Politically and militarily, Archytas appears to have been the dominant figure in Tarentum in his generation, somewhat comparable to Pericles in Athens a half-century earlier. The Tarentines elected him strategos, 'general', seven years in a row – a step that required them to violate their own rule against successive appointments. He was allegedly undefeated as a general, in Tarentine campaigns against their southern Italian neighbors. The Seventh Letter of Plato asserts that Archytas attempted to rescue Plato during his difficulties with Dionysius II of Syracuse. In his public career, Archytas had a reputation for virtue as well as efficacy.
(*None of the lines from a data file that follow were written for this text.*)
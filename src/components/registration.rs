//! # Component registration.
//!
//! Bundles everything the container needs to manage one component:
//! - the component itself ([`ComponentRef`])
//! - its identifier (defaults to the concrete type name)
//! - the capabilities it exposes to the resolver
//!
//! ## Example
//! ```rust
//! use std::sync::Arc;
//! use lifevisor::{Component, ComponentId, Registration};
//!
//! trait Storage: Send + Sync {}
//!
//! struct Postgres;
//! impl Storage for Postgres {}
//! impl Component for Postgres {}
//!
//! let pg = Arc::new(Postgres);
//! let reg = Registration::new(pg.clone())
//!     .with_id("primary-db")
//!     .provides::<dyn Storage>(pg);
//!
//! assert_eq!(reg.id(), &ComponentId::new("primary-db"));
//! assert!(reg.capabilities().contains::<dyn Storage>());
//! assert!(reg.capabilities().contains::<Postgres>());
//! ```

use std::sync::Arc;

use crate::components::{Capabilities, Component, ComponentId, ComponentRef};

/// Everything needed to add one component to a container.
pub struct Registration {
    id: ComponentId,
    component: ComponentRef,
    capabilities: Capabilities,
}

impl Registration {
    /// Registers `component` under its type name, exposing its concrete type.
    pub fn new<C: Component>(component: Arc<C>) -> Self {
        let mut capabilities = Capabilities::new();
        capabilities.provide::<C>(component.clone());
        Self {
            id: ComponentId::of::<C>(),
            component,
            capabilities,
        }
    }

    /// Registers an already type-erased component.
    ///
    /// Nothing is exposed automatically; declare capabilities with [`provides`](Self::provides).
    pub fn from_ref(id: impl Into<ComponentId>, component: ComponentRef) -> Self {
        Self {
            id: id.into(),
            component,
            capabilities: Capabilities::new(),
        }
    }

    /// Overrides the identifier.
    pub fn with_id(mut self, id: impl Into<ComponentId>) -> Self {
        self.id = id.into();
        self
    }

    /// Exposes `handle` as capability `T`.
    pub fn provides<T>(mut self, handle: Arc<T>) -> Self
    where
        T: ?Sized + Send + Sync + 'static,
    {
        self.capabilities.provide(handle);
        self
    }

    /// Returns the identifier.
    pub fn id(&self) -> &ComponentId {
        &self.id
    }

    /// Returns the declared capabilities.
    pub fn capabilities(&self) -> &Capabilities {
        &self.capabilities
    }

    pub(crate) fn into_parts(self) -> (ComponentId, ComponentRef, Capabilities) {
        (self.id, self.component, self.capabilities)
    }
}
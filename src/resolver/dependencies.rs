//! The facade seen by [`Component::resolve`](crate::Component::resolve).

use std::any::type_name;
use std::sync::Arc;

use crate::components::ComponentId;
use crate::error::DependencyError;

use super::Resolver;

/// Dependency lookups available while an element resolves.
///
/// Every lookup that returns a handle has already resolved the matched element,
/// which is therefore ordered before the requester. Looking up a capability
/// the requester itself provides is reported as a cycle.
pub struct Dependencies<'a> {
    walk: &'a mut Resolver,
    requester: usize,
}

impl<'a> Dependencies<'a> {
    pub(super) fn new(walk: &'a mut Resolver, requester: usize) -> Self {
        Self { walk, requester }
    }

    /// Identifier of the element currently resolving.
    pub fn requester(&self) -> &ComponentId {
        self.walk.node(self.requester).id()
    }

    /// The single element exposing `T`.
    ///
    /// # Errors
    /// [`DependencyError::Missing`] when none does, [`DependencyError::Ambiguous`]
    /// when several do, or any error raised while resolving the match.
    pub fn require<T>(&mut self) -> Result<Arc<T>, DependencyError>
    where
        T: ?Sized + Send + Sync + 'static,
    {
        match self.optional::<T>()? {
            Some(handle) => Ok(handle),
            None => Err(self.missing::<T>(None)),
        }
    }

    /// Like [`require`](Self::require), but absence yields `Ok(None)`.
    ///
    /// A match that exists is still resolved first; its resolution errors propagate.
    pub fn optional<T>(&mut self) -> Result<Option<Arc<T>>, DependencyError>
    where
        T: ?Sized + Send + Sync + 'static,
    {
        let providers = self.walk.providers::<T>();
        match providers.as_slice() {
            [] => Ok(None),
            [idx] => self.fetch::<T>(*idx).map(Some),
            _ => Err(DependencyError::Ambiguous {
                requester: self.requester().clone(),
                capability: type_name::<T>(),
                candidates: providers
                    .iter()
                    .map(|&i| self.walk.node(i).id().clone())
                    .collect(),
            }),
        }
    }

    /// The element registered as `id`, viewed as `T`.
    ///
    /// # Errors
    /// [`DependencyError::Missing`] when `id` is unknown,
    /// [`DependencyError::Incompatible`] when it does not expose `T`.
    pub fn require_id<T>(&mut self, id: &str) -> Result<Arc<T>, DependencyError>
    where
        T: ?Sized + Send + Sync + 'static,
    {
        let Some(idx) = self.walk.position(id) else {
            return Err(self.missing::<T>(Some(id)));
        };
        if !self.walk.node(idx).capabilities().contains::<T>() {
            return Err(DependencyError::Incompatible {
                requester: self.requester().clone(),
                id: self.walk.node(idx).id().clone(),
                capability: type_name::<T>(),
            });
        }
        self.fetch::<T>(idx)
    }

    /// Like [`require_id`](Self::require_id), but an unknown `id`, or one not
    /// exposing `T`, yields `Ok(None)`.
    pub fn optional_id<T>(&mut self, id: &str) -> Result<Option<Arc<T>>, DependencyError>
    where
        T: ?Sized + Send + Sync + 'static,
    {
        match self.walk.position(id) {
            Some(idx) if self.walk.node(idx).capabilities().contains::<T>() => {
                self.fetch::<T>(idx).map(Some)
            }
            _ => Ok(None),
        }
    }

    /// Every element exposing `T`, each resolved first.
    ///
    /// Treat the result as a set; its order is not part of the contract.
    pub fn all<T>(&mut self) -> Result<Vec<Arc<T>>, DependencyError>
    where
        T: ?Sized + Send + Sync + 'static,
    {
        self.walk
            .providers::<T>()
            .into_iter()
            .map(|idx| self.fetch::<T>(idx))
            .collect()
    }

    /// Resolves `idx`, then hands out its `T`.
    fn fetch<T>(&mut self, idx: usize) -> Result<Arc<T>, DependencyError>
    where
        T: ?Sized + Send + Sync + 'static,
    {
        self.walk.visit(idx)?;
        let node = self.walk.node(idx);
        node.capabilities()
            .get::<T>()
            .ok_or_else(|| DependencyError::Incompatible {
                requester: self.requester().clone(),
                id: node.id().clone(),
                capability: type_name::<T>(),
            })
    }

    fn missing<T: ?Sized>(&self, id: Option<&str>) -> DependencyError {
        DependencyError::Missing {
            requester: self.requester().clone(),
            capability: type_name::<T>(),
            id: id.map(|id| ComponentId::new(id.to_owned())),
        }
    }
}
//! # Dependency resolution.
//!
//! The dependency graph is never built explicitly. Each element declares its
//! dependencies by pulling them through [`Dependencies`] from inside its
//! `resolve` hook; every lookup recursively resolves the match first, so the
//! processing order emerges from call order (post-order depth-first walk).
//!
//! ```text
//! for root in registration order (not yet finished):
//!     visit(root)
//!
//! visit(x):
//!     x on in-progress stack? ─► Cycle { stack[first x ..] + x }
//!     push x
//!     x.resolve(deps)     ── deps.require::<T>() ─► visit(match) ─► handle
//!     pop x, append x to order
//! ```
//!
//! Ties are broken by registration order, so the result is deterministic.

mod dependencies;
mod walk;

pub use dependencies::Dependencies;
pub(crate) use walk::{Node, Resolver};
Some scholars have argued that Archytas may have served as one model for Plato's philosopher king, and that he influenced Plato's political philosophy as expressed in The Republic and other works (i.e., how does a society obtain good rulers like Archytas, instead of bad ones like Dionysus II?).

Archytas may have drowned in a shipwreck in the shore of Mattinata, where his body lay unburied on the shore until a sailor humanely cast a handful of sand on it. Otherwise, he would have had to wander on this side of the Styx for a hundred years, such the virtue of a little dust, munera pulveris, as Horace calls it in Ode 1.28 on which this information on his death is based. The poem, however, is difficult to interpret and it is not certain that the shipwrecked and Archytas are in fact the same person.

The crater Archytas on the Moon is named in his honour.

Archytas curve

The Archytas curve

The Archytas curve is created by placing a semicircle (with a diameter of d) on the diameter of one of the two circles of a cylinder (which also has a diameter of d) such that the plane of the semicircle is at right angles to the plane of the circle and then rotating the semicircle about one of its ends in the plane of the cylinder's diameter. This rotation will cut out a portion of the cylinder forming the Archytas curve.[13]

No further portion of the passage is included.